**EXERCISE OBJECTIVE**
Please return all lines from the records below that include the string "RunOutcome".

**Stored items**

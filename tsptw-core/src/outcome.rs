//! Run classification.
//!
//! A [`RunTracker`] drains a [`SolutionStream`], remembers the best tour and
//! when it arrived, and folds the result into a [`RunOutcome`].

use std::error::Error;
use std::fmt;
use std::time::{Duration, Instant};

use crate::{SolveRequest, Solver, Termination, Tour, unscale};

/// Final classification of a run.
#[derive(Debug, Clone, Copy, PartialEq, Eq)]
pub enum RunStatus {
    /// Parsing, model building or search failed.
    Crashed,
    /// The search proved that no better tour exists.
    Closed {
        /// Whether the initial tour was beaten.
        improved: bool,
    },
    /// The time budget elapsed before optimality was proven.
    Open {
        /// Whether the initial tour was beaten.
        improved: bool,
    },
}

impl RunStatus {
    /// Classify a run. A crash overrides the other flags.
    ///
    /// # Examples
    /// ```
    /// use tsptw_core::RunStatus;
    ///
    /// assert_eq!(RunStatus::classify(true, false, false).label(), "closed (initial)");
    /// assert_eq!(RunStatus::classify(true, true, true).label(), "crashed");
    /// ```
    #[must_use]
    pub const fn classify(closed: bool, improved: bool, crashed: bool) -> Self {
        if crashed {
            Self::Crashed
        } else if closed {
            Self::Closed { improved }
        } else {
            Self::Open { improved }
        }
    }

    /// The label printed in the report line.
    #[must_use]
    pub const fn label(self) -> &'static str {
        match self {
            Self::Crashed => "crashed",
            Self::Closed { improved: true } => "closed (improved)",
            Self::Closed { improved: false } => "closed (initial)",
            Self::Open { improved: true } => "open (improved)",
            Self::Open { improved: false } => "open (initial)",
        }
    }
}

impl fmt::Display for RunStatus {
    fn fmt(&self, f: &mut fmt::Formatter<'_>) -> fmt::Result {
        f.pad(self.label())
    }
}

#[cfg(feature = "serde")]
impl serde::Serialize for RunStatus {
    fn serialize<S: serde::Serializer>(&self, serializer: S) -> Result<S::Ok, S::Error> {
        serializer.serialize_str(self.label())
    }
}

/// Everything the reporter needs to know about a finished run.
#[derive(Debug, Clone, PartialEq)]
pub struct RunOutcome {
    /// Classification of the run.
    pub status: RunStatus,
    /// Cost of the best tour in real units. Until a solver improves on the
    /// seed this is the cost given on the command line.
    pub objective: f64,
    /// Best known tour, if the run got far enough to have one.
    pub tour: Option<Tour>,
    /// Message of the error that crashed the run.
    pub error: Option<String>,
    /// Time from the start of the run until the best tour was found.
    pub time_to_best: Duration,
    /// Number of improving solutions received.
    pub improvements: usize,
}

impl RunOutcome {
    /// Whether the initial tour was beaten.
    #[must_use]
    pub const fn improved(&self) -> bool {
        matches!(
            self.status,
            RunStatus::Closed { improved: true } | RunStatus::Open { improved: true }
        )
    }

    /// Whether the reported tour is proven optimal.
    #[must_use]
    pub const fn proven_optimal(&self) -> bool {
        matches!(self.status, RunStatus::Closed { .. })
    }

    /// Whether the run failed.
    #[must_use]
    pub const fn crashed(&self) -> bool {
        matches!(self.status, RunStatus::Crashed)
    }
}

/// Wall-clock bookkeeping for one run.
///
/// # Examples
/// ```
/// use tsptw_core::{RunStatus, RunTracker};
///
/// let err = std::io::Error::other("missing file");
/// let outcome = RunTracker::start(12.5).crash(&err);
/// assert_eq!(outcome.status, RunStatus::Crashed);
/// assert_eq!(outcome.error.as_deref(), Some("missing file"));
/// ```
#[derive(Debug, Clone, Copy)]
pub struct RunTracker {
    started: Instant,
    initial_cost: f64,
}

impl RunTracker {
    /// Start the clock. `initial_cost` is reported until a solver improves it.
    #[must_use]
    pub fn start(initial_cost: f64) -> Self {
        Self {
            started: Instant::now(),
            initial_cost,
        }
    }

    /// Run `solver` to completion and classify the result.
    ///
    /// Errors from the solver do not escape: they end the run as
    /// [`RunStatus::Crashed`] with the message captured.
    pub fn run(self, solver: &dyn Solver, request: &SolveRequest) -> RunOutcome {
        log::info!(
            "running {} on {} nodes with a {:?} budget",
            solver.name(),
            request.instance.node_count(),
            request.time_limit
        );
        let mut stream = match solver.solve(request) {
            Ok(stream) => stream,
            Err(err) => return self.crash(&err),
        };

        let mut outcome = RunOutcome {
            status: RunStatus::Open { improved: false },
            objective: self.initial_cost,
            tour: Some(request.initial_tour.clone()),
            error: None,
            time_to_best: Duration::ZERO,
            improvements: 0,
        };
        for item in stream.by_ref() {
            match item {
                Ok(solution) => {
                    outcome.time_to_best = self.started.elapsed();
                    outcome.objective = unscale(solution.objective);
                    outcome.tour = Some(solution.tour);
                    outcome.improvements += 1;
                }
                Err(err) => return self.crash(&err),
            }
        }

        let Some(termination) = stream.termination() else {
            return self.crash(&crate::SolveError::EngineFailure {
                message: "solution stream ended without a termination status".to_owned(),
            });
        };
        let improved = outcome.improvements > 0;
        outcome.status =
            RunStatus::classify(termination == Termination::Closed, improved, false);
        log::info!(
            "{} finished: {} after {} improvements",
            solver.name(),
            outcome.status,
            outcome.improvements
        );
        outcome
    }

    /// Record a failure that ended the run.
    pub fn crash(self, error: &dyn Error) -> RunOutcome {
        log::warn!("run crashed: {error}");
        RunOutcome {
            status: RunStatus::Crashed,
            objective: self.initial_cost,
            tour: None,
            error: Some(error.to_string()),
            time_to_best: Duration::ZERO,
            improvements: 0,
        }
    }
}

#[cfg(test)]
mod tests {
    use super::*;
    use crate::SolveError;
    use crate::test_support::{ScriptedSolver, line_instance};
    use rstest::{fixture, rstest};

    #[fixture]
    fn request() -> SolveRequest {
        let instance = line_instance(&[(0, 10_000); 4]).expect("instance");
        SolveRequest {
            initial_tour: Tour::from_visits(&[2, 1, 3], 4).expect("valid tour"),
            instance,
            time_limit: Duration::from_secs(1),
        }
    }

    #[rstest]
    #[case(false, false, false, "open (initial)")]
    #[case(false, true, false, "open (improved)")]
    #[case(true, false, false, "closed (initial)")]
    #[case(true, true, false, "closed (improved)")]
    #[case(true, true, true, "crashed")]
    #[case(false, false, true, "crashed")]
    fn classification_labels(
        #[case] closed: bool,
        #[case] improved: bool,
        #[case] crashed: bool,
        #[case] label: &str,
    ) {
        assert_eq!(RunStatus::classify(closed, improved, crashed).label(), label);
    }

    #[rstest]
    fn status_honours_width() {
        let status = RunStatus::Crashed;
        assert_eq!(format!("{status:>10}"), "   crashed");
    }

    #[rstest]
    fn closed_run_reports_last_objective(request: SolveRequest) {
        let solver = ScriptedSolver::closing_with(vec![7_000, 6_500]);
        let outcome = RunTracker::start(8.0).run(&solver, &request);
        assert_eq!(outcome.status, RunStatus::Closed { improved: true });
        assert!((outcome.objective - 6.5).abs() < f64::EPSILON);
        assert_eq!(outcome.improvements, 2);
        assert!(outcome.proven_optimal());
    }

    #[rstest]
    fn timed_out_run_without_improvement_keeps_seed(request: SolveRequest) {
        let solver = ScriptedSolver::timing_out_with(Vec::new());
        let outcome = RunTracker::start(8.0).run(&solver, &request);
        assert_eq!(outcome.status, RunStatus::Open { improved: false });
        assert!((outcome.objective - 8.0).abs() < f64::EPSILON);
        assert_eq!(outcome.tour.as_ref(), Some(&request.initial_tour));
        assert_eq!(outcome.time_to_best, Duration::ZERO);
    }

    #[rstest]
    fn stream_error_crashes_run(request: SolveRequest) {
        let error = SolveError::EngineFailure {
            message: "boom".to_owned(),
        };
        let solver = ScriptedSolver::failing_after(vec![7_000], error);
        let outcome = RunTracker::start(8.0).run(&solver, &request);
        assert!(outcome.crashed());
        assert!(outcome.tour.is_none());
        assert_eq!(outcome.error.as_deref(), Some("engine failure: boom"));
    }

    #[rstest]
    fn refused_request_crashes_run(request: SolveRequest) {
        let error = SolveError::Model {
            message: "empty domain".to_owned(),
        };
        let outcome = RunTracker::start(8.0).run(&ScriptedSolver::refusing(error), &request);
        assert!(outcome.crashed());
        assert!(!outcome.improved());
    }
}
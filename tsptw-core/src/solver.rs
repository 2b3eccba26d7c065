//! The seam between the run driver and an optimization engine.
//!
//! A [`Solver`] turns a [`SolveRequest`] into a lazy [`SolutionStream`] of
//! strictly improving tours. The stream reports how the search ended once it
//! is exhausted.

use std::time::Duration;

use thiserror::Error;

use crate::{Instance, Tour, TourError, TourEvaluation};

/// Parameters for one optimization run.
///
/// # Examples
/// ```rust
/// use std::time::Duration;
/// use tsptw_core::{Instance, SolveRequest, TimeWindow, Tour};
///
/// let window = TimeWindow::new(0, 10_000).expect("ordered bounds");
/// let instance = Instance::new(vec![vec![0, 1_000], vec![1_000, 0]], vec![window; 2])
///     .expect("valid instance");
/// let request = SolveRequest {
///     initial_tour: Tour::from_visits(&[1], 2).expect("valid tour"),
///     instance,
///     time_limit: Duration::from_secs(1),
/// };
/// let seed = request.validate().expect("feasible seed");
/// assert_eq!(seed.cost, 2_000);
/// ```
#[derive(Debug, Clone, PartialEq, Eq)]
pub struct SolveRequest {
    /// Instance to optimize.
    pub instance: Instance,
    /// Feasible tour used as warm start and incumbent bound.
    pub initial_tour: Tour,
    /// Wall-clock budget for the whole run.
    pub time_limit: Duration,
}

impl SolveRequest {
    /// Evaluate the initial tour and reject it unless it is feasible.
    ///
    /// The returned cost is the incumbent bound every reported solution must
    /// beat.
    pub fn validate(&self) -> Result<TourEvaluation, SolveError> {
        let evaluation = self.instance.evaluate(&self.initial_tour)?;
        match evaluation.first_violation {
            None => Ok(evaluation),
            Some(position) => Err(SolveError::InfeasibleInitialTour {
                position,
                node: self
                    .initial_tour
                    .nodes()
                    .get(position)
                    .copied()
                    .unwrap_or_default(),
                violation: evaluation.violation,
            }),
        }
    }
}

/// An improving tour surfaced by a solver.
#[derive(Debug, Clone, PartialEq, Eq)]
#[cfg_attr(feature = "serde", derive(serde::Serialize))]
pub struct Solution {
    /// Tour in visiting order, depot first.
    pub tour: Tour,
    /// Total travel cost in the integer precision unit.
    pub objective: i64,
}

/// How a finished search ended.
#[derive(Debug, Clone, Copy, PartialEq, Eq)]
pub enum Termination {
    /// No better tour exists; the last solution is optimal.
    Closed,
    /// The time budget elapsed first.
    TimedOut,
}

/// Errors returned by [`Solver::solve`] or yielded by a [`SolutionStream`].
#[derive(Debug, Clone, PartialEq, Eq, Error)]
pub enum SolveError {
    /// The initial tour is not a permutation starting at the depot.
    #[error("invalid initial tour: {0}")]
    InvalidInitialTour(#[from] TourError),
    /// The initial tour misses a time window.
    #[error(
        "initial tour is infeasible: node {node} at position {position} is late \
         (total lateness {violation})"
    )]
    InfeasibleInitialTour {
        /// First late position.
        position: usize,
        /// Node visited at that position.
        node: usize,
        /// Summed lateness over the whole tour.
        violation: i64,
    },
    /// The constraint model could not be built.
    #[error("failed to build model: {message}")]
    Model {
        /// Description from the engine.
        message: String,
    },
    /// The engine produced something the instance contradicts.
    #[error("engine failure: {message}")]
    EngineFailure {
        /// Description of the inconsistency.
        message: String,
    },
}

/// A lazy sequence of strictly improving solutions.
///
/// Every item yielded in order has a lower objective than the one before it
/// and than the initial tour. After the iterator returns `None`,
/// [`termination`](Self::termination) reports why.
pub trait SolutionStream: Iterator<Item = Result<Solution, SolveError>> {
    /// How the search ended, or `None` while it is still running or after it
    /// failed.
    fn termination(&self) -> Option<Termination>;
}

/// Anytime optimizer for a [`SolveRequest`].
///
/// Implementations validate the request eagerly and return errors instead of
/// panicking. Solvers must be `Send + Sync` to be shared across threads.
pub trait Solver: Send + Sync {
    /// Short name shown in reports.
    fn name(&self) -> &str;

    /// Start a run, returning the stream of improving solutions.
    fn solve<'a>(
        &'a self,
        request: &'a SolveRequest,
    ) -> Result<Box<dyn SolutionStream + 'a>, SolveError>;
}
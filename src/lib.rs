//! Facade crate for the TSPTW anytime optimizer.
//!
//! This crate re-exports the core domain types, the seed tour search behind
//! the `seed-search` feature and the constraint-programming solver behind the
//! `solver-cp` feature.
//!
//! # Examples
//! ```
//! # #[cfg(feature = "solver-cp")]
//! # {
//! use std::time::Duration;
//! use tsptw_lns::{CpLnsSolver, RunStatus, RunTracker, SolveRequest, Tour};
//!
//! let instance = "3\n0 1 1\n1 0 1\n1 1 0\n0 100\n0 100\n0 100\n"
//!     .parse()
//!     .expect("valid instance");
//! let request = SolveRequest {
//!     initial_tour: Tour::from_visits(&[1, 2], 3).expect("valid tour"),
//!     instance,
//!     time_limit: Duration::from_secs(1),
//! };
//! let outcome = RunTracker::start(3.0).run(&CpLnsSolver::default(), &request);
//! assert_eq!(outcome.status, RunStatus::Closed { improved: false });
//! # }
//! ```

#![forbid(unsafe_code)]

pub use tsptw_core::{
    Instance, InstanceError, ParseError, ReportLine, RunOutcome, RunStatus, RunTracker,
    SolutionStream, Solution, SolveError, SolveRequest, Solver, Termination, TimeWindow, Tour,
    TourEvaluation, parse_instance,
};

#[cfg(feature = "seed-search")]
pub use tsptw_core::{SeedSearch, SeedSearchError};

#[cfg(feature = "solver-cp")]
pub use tsptw_solver_cp::{CpLnsConfig, CpLnsSolver};
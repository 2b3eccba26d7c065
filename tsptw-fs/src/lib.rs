//! Filesystem helpers for the TSPTW tooling, built on `cap-std` and `camino`.
//!
//! Every helper resolves the parent directory of a UTF-8 path with ambient
//! authority and then works relative to that directory handle, so callers
//! never touch `std::fs` directly.
#![forbid(unsafe_code)]

use camino::{Utf8Path, Utf8PathBuf};
use cap_std::{ambient_authority, fs_utf8};
use std::io;
use std::path::Component;

/// Open an existing file for reading.
pub fn open_utf8_file(path: &Utf8Path) -> io::Result<fs_utf8::File> {
    fs_utf8::File::open_ambient(path, ambient_authority())
}

/// Open `path` for appending, creating the file and any missing parent
/// directories first.
///
/// # Examples
/// ```no_run
/// use std::io::Write;
///
/// use camino::Utf8Path;
///
/// let mut results = tsptw_fs::append_utf8_file(Utf8Path::new("results/runs.txt"))?;
/// writeln!(results, "rc_201.1 | cp-lns | closed (improved) | 444.54")?;
/// # Ok::<(), std::io::Error>(())
/// ```
pub fn append_utf8_file(path: &Utf8Path) -> io::Result<fs_utf8::File> {
    ensure_parent_dir(path)?;
    let (dir, name) = open_dir_and_file(path)?;
    let mut options = fs_utf8::OpenOptions::new();
    options.append(true).create(true);
    dir.open_with(name.as_str(), &options)
}

/// Return whether `path` exists and is a regular file.
///
/// A missing file is reported as an error of kind
/// [`io::ErrorKind::NotFound`] rather than `Ok(false)`.
pub fn file_is_file(path: &Utf8Path) -> io::Result<bool> {
    let (dir, name) = open_dir_and_file(path)?;
    dir.metadata(name.as_str()).map(|meta| meta.is_file())
}

/// Open the directory holding `path` and return it with the file name.
fn open_dir_and_file(path: &Utf8Path) -> io::Result<(fs_utf8::Dir, String)> {
    let parent = path
        .parent()
        .filter(|parent| !parent.as_str().is_empty())
        .unwrap_or_else(|| Utf8Path::new("."));
    let file_name = path
        .file_name()
        .ok_or_else(|| io::Error::other(format!("{path} does not name a file")))?
        .to_owned();
    let dir = fs_utf8::Dir::open_ambient_dir(parent, ambient_authority())?;
    Ok((dir, file_name))
}

fn ensure_parent_dir(path: &Utf8Path) -> io::Result<()> {
    let Some(parent) = path.parent() else {
        return Ok(());
    };
    if parent.as_str().is_empty() {
        return Ok(());
    }
    let (base, relative) = split_root(parent)?;
    if relative.as_str().is_empty() {
        return Ok(());
    }
    fs_utf8::Dir::open_ambient_dir(&base, ambient_authority())?.create_dir_all(&relative)
}

/// Split `dir` into the ambient directory to open and the part below it.
///
/// Absolute paths split at their root (and drive prefix on Windows);
/// relative paths resolve from the current directory.
fn split_root(dir: &Utf8Path) -> io::Result<(Utf8PathBuf, Utf8PathBuf)> {
    let std_dir = dir.as_std_path();
    let base = match std_dir.components().next() {
        Some(Component::Prefix(prefix)) => {
            let prefix = prefix
                .as_os_str()
                .to_str()
                .ok_or_else(|| io::Error::other("non-UTF-8 path prefix"))?;
            Utf8PathBuf::from(prefix).join(std::path::MAIN_SEPARATOR.to_string())
        }
        Some(Component::RootDir) => Utf8PathBuf::from(std::path::MAIN_SEPARATOR.to_string()),
        _ => return Ok((Utf8PathBuf::from("."), dir.to_path_buf())),
    };
    let relative = dir
        .strip_prefix(&base)
        .map_err(|_| io::Error::other(format!("{dir} does not start with {base}")))?
        .to_path_buf();
    Ok((base, relative))
}

#[cfg(test)]
mod tests {
    use super::*;
    use rstest::{fixture, rstest};
    use std::io::{Read, Write};
    use tempfile::TempDir;

    #[fixture]
    fn workspace() -> (TempDir, Utf8PathBuf) {
        let tmp = TempDir::new().expect("tempdir");
        let root = Utf8PathBuf::from_path_buf(tmp.path().to_path_buf()).expect("utf-8 workspace");
        (tmp, root)
    }

    #[rstest]
    fn reads_back_written_file(workspace: (TempDir, Utf8PathBuf)) {
        let (_tmp, root) = workspace;
        let path = root.join("tri.txt");
        std::fs::write(&path, "3\n").expect("write instance");

        let mut contents = String::new();
        open_utf8_file(&path)
            .expect("open")
            .read_to_string(&mut contents)
            .expect("read");
        assert_eq!(contents, "3\n");
    }

    #[rstest]
    fn append_creates_parents_and_keeps_earlier_lines(workspace: (TempDir, Utf8PathBuf)) {
        let (_tmp, root) = workspace;
        let path = root.join("results").join("nested").join("runs.txt");
        for line in ["first", "second"] {
            let mut file = append_utf8_file(&path).expect("append");
            writeln!(file, "{line}").expect("write line");
        }
        let contents = std::fs::read_to_string(&path).expect("read back");
        assert_eq!(contents, "first\nsecond\n");
    }

    #[rstest]
    fn file_is_file_distinguishes_directories(workspace: (TempDir, Utf8PathBuf)) {
        let (_tmp, root) = workspace;
        let file = root.join("instance.txt");
        std::fs::write(&file, "1\n0\n0 1\n").expect("write file");
        let dir = root.join("instances");
        std::fs::create_dir(&dir).expect("create dir");

        assert!(file_is_file(&file).expect("inspect file"));
        assert!(!file_is_file(&dir).expect("inspect dir"));
    }

    #[rstest]
    fn missing_file_is_not_found(workspace: (TempDir, Utf8PathBuf)) {
        let (_tmp, root) = workspace;
        let err = file_is_file(&root.join("absent.txt")).expect_err("missing file");
        assert_eq!(err.kind(), io::ErrorKind::NotFound);
    }

    #[rstest]
    #[case("results")]
    #[case("out/runs")]
    fn relative_paths_resolve_from_current_dir(#[case] dir: &str) {
        let (base, relative) = split_root(Utf8Path::new(dir)).expect("split");
        assert_eq!(base, Utf8PathBuf::from("."));
        assert_eq!(relative, Utf8PathBuf::from(dir));
    }

    #[cfg(unix)]
    #[rstest]
    fn absolute_paths_split_at_root() {
        let (base, relative) = split_root(Utf8Path::new("/tmp/results")).expect("split");
        assert_eq!(base, Utf8PathBuf::from("/"));
        assert_eq!(relative, Utf8PathBuf::from("tmp/results"));
    }
}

**ANSWER SECTION**
//! when it arrived, and folds the result into a [`RunOutcome`].
pub struct RunOutcome {
impl RunOutcome {
    pub fn run(self, solver: &dyn Solver, request: &SolveRequest) -> RunOutcome {
        let mut outcome = RunOutcome {
    pub fn crash(self, error: &dyn Error) -> RunOutcome {
        RunOutcome {
    Instance, InstanceError, ParseError, ReportLine, RunOutcome, RunStatus, RunTracker,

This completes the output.